Well, Succotash. Where to begin?

First I will say that usually, when your father is paranoid, I tease him relentlessly and it winds up not being a big deal. But here we are, barely a week since I last wrote to you, and we are holed up in our house in Massachusetts with you and our dog, hiding out with two weeks' worth of groceries during a worldwide pandemic of coronavirus. At the moment, my reason is rebelling that this is really happening, and that we could have fled NYC ahead of a city-wide quarantine (which has not yet been called, but which probably will be, as there is one in place for the Bay Area). I have no adjusted to the fact that millions of people could die as a result of this, and certainly I have not processed the knowledge of the coming global recession (depression?) that will result.

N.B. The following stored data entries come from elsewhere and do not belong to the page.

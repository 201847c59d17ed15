/// Session timer: wall-clock seconds since words started falling.
///
/// ## States
///
///   Idle ──start()──▶ Running ──reset()──▶ Idle
///
/// While Running, a periodic tick source delivers one tick per period
/// (1 s by default). Each tick bumps `elapsed` and republishes the
/// "MM:SS" display. `reset()` cancels the tick source, zeroes the count
/// and publishes "00:00".
///
/// ## Tick delivery
///
/// Ticks are scheduled independently of the frame clock. A `Scheduler`
/// hands out a `TickHandle` per run; each tick carries the id of the
/// handle that produced it. `on_tick` only accepts ticks whose id matches
/// the live handle, so a tick that was already queued when `reset()` ran
/// is dropped instead of counted.

use std::sync::atomic::{AtomicBool, Ordering};
use std::sync::mpsc::{self, Receiver, Sender};
use std::sync::Arc;
use std::thread;
use std::time::{Duration, Instant};

#[derive(Clone, Copy, PartialEq, Eq, Debug)]
pub enum TimerState {
    Idle,
    Running,
}

/// Cancellable handle for one periodic tick source.
#[derive(Clone, Debug)]
pub struct TickHandle {
    id: u64,
    cancelled: Arc<AtomicBool>,
}

impl TickHandle {
    pub fn new(id: u64) -> Self {
        TickHandle { id, cancelled: Arc::new(AtomicBool::new(false)) }
    }

    pub fn id(&self) -> u64 {
        self.id
    }

    /// Stop future ticks. Safe to call any number of times.
    pub fn cancel(&self) {
        self.cancelled.store(true, Ordering::SeqCst);
    }

    pub fn is_cancelled(&self) -> bool {
        self.cancelled.load(Ordering::SeqCst)
    }
}

/// Something that can start a periodic tick source.
pub trait Scheduler {
    fn every(&mut self, period: Duration) -> TickHandle;
}

/// Runs each tick source on its own thread. Ticks arrive as handle ids on
/// the receiver returned by `new`; the frame loop drains it, which keeps
/// every state mutation on the frame thread.
pub struct ThreadScheduler {
    tx: Sender<u64>,
    next_id: u64,
}

impl ThreadScheduler {
    pub fn new() -> (Self, Receiver<u64>) {
        let (tx, rx) = mpsc::channel();
        (ThreadScheduler { tx, next_id: 1 }, rx)
    }
}

impl Scheduler for ThreadScheduler {
    fn every(&mut self, period: Duration) -> TickHandle {
        let handle = TickHandle::new(self.next_id);
        self.next_id += 1;

        let worker = handle.clone();
        let tx = self.tx.clone();
        thread::spawn(move || {
            // Deadlines are measured from the start so sleeps don't drift.
            let start = Instant::now();
            let mut n: u32 = 1;
            loop {
                let deadline = start + period * n;
                let now = Instant::now();
                if deadline > now {
                    thread::sleep(deadline - now);
                }
                if worker.is_cancelled() || tx.send(worker.id()).is_err() {
                    break;
                }
                n = n.saturating_add(1);
            }
        });

        handle
    }
}

/// Scheduler that never fires on its own; tests deliver ticks by id.
#[cfg(test)]
pub struct ManualScheduler {
    next_id: u64,
}

#[cfg(test)]
impl ManualScheduler {
    pub fn new() -> Self {
        ManualScheduler { next_id: 1 }
    }
}

#[cfg(test)]
impl Scheduler for ManualScheduler {
    fn every(&mut self, _period: Duration) -> TickHandle {
        let handle = TickHandle::new(self.next_id);
        self.next_id += 1;
        handle
    }
}

/// Format whole seconds as zero-padded "MM:SS".
pub fn format_clock(secs: u32) -> String {
    format!("{:02}:{:02}", secs / 60, secs % 60)
}

pub struct SessionTimer {
    scheduler: Box<dyn Scheduler>,
    period: Duration,
    handle: Option<TickHandle>,
    elapsed: u32,
    display: String,
}

impl SessionTimer {
    pub fn new(scheduler: Box<dyn Scheduler>, period: Duration) -> Self {
        SessionTimer {
            scheduler,
            period,
            handle: None,
            elapsed: 0,
            display: format_clock(0),
        }
    }

    pub fn state(&self) -> TimerState {
        if self.handle.is_some() { TimerState::Running } else { TimerState::Idle }
    }

    pub fn elapsed(&self) -> u32 {
        self.elapsed
    }

    /// Last published "MM:SS" string.
    pub fn display(&self) -> &str {
        &self.display
    }

    /// Id of the live tick source, if Running.
    pub fn running_id(&self) -> Option<u64> {
        self.handle.as_ref().map(TickHandle::id)
    }

    /// Idle → Running. Returns false (and does nothing) if already Running.
    pub fn start(&mut self) -> bool {
        if self.handle.is_some() {
            return false;
        }
        self.handle = Some(self.scheduler.every(self.period));
        true
    }

    /// Deliver one tick. Stale ids (from a cancelled run) are ignored.
    /// Returns true if the tick was counted.
    pub fn on_tick(&mut self, id: u64) -> bool {
        match &self.handle {
            Some(h) if h.id() == id && !h.is_cancelled() => {
                self.elapsed = self.elapsed.saturating_add(1);
                self.display = format_clock(self.elapsed);
                true
            }
            _ => false,
        }
    }

    /// Cancel any running tick source, zero the count, publish "00:00".
    pub fn reset(&mut self) {
        if let Some(h) = self.handle.take() {
            h.cancel();
        }
        self.elapsed = 0;
        self.display = format_clock(0);
    }
}

impl Drop for SessionTimer {
    fn drop(&mut self) {
        if let Some(h) = &self.handle {
            h.cancel();
        }
    }
}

What I have processed is how big you are getting, and how smiley. You have now at long last seen the Atlantic Ocean. You have sniffed the batter of my first ever mediocre attempt at pumpkin bread. You have finally outgrown your baby stroller and are now riding around in a big boy stroller. You are sitting up by yourself for moments here and there. You are desperate to try our food, and as your second high chair arrived today (your first having been abandoned in NYC as your father seized the last Jeep available at the rental place to get us out of town last Friday), we will probably give you some of your own in the next week or two. You think you are on a grand adventure, and are a bit perturbed that we are asking you to sleep in a pack n play in our bedroom in Mustard House. To be fair, you don't know that we have lived here for thirteen years. You can be forgiven for thinking that your whole life would unfold in the den in New York, since that is where most of it has been spent up to this point.

The Decameron is a classic text, by Boccacio, that your father and I read in college. It is about a group of young people who flee the Black Death into the Italian countryside, and pass the time in a country house by telling each other ribald stories, most of which derive their ribaldry from the idea that members of the clergy might be sexual beings. As I write this, all of Italy is in quarantine. Honestly, the only saving grace is that the disease is widely considered not serious in children and infants. It is deadly to people over the age of 70. One of the more tasteless nicknames for this event is the "boomer remover."

Anyway. We shall see. You are living through the first global pandemic since Spanish flu in 1918. It's something.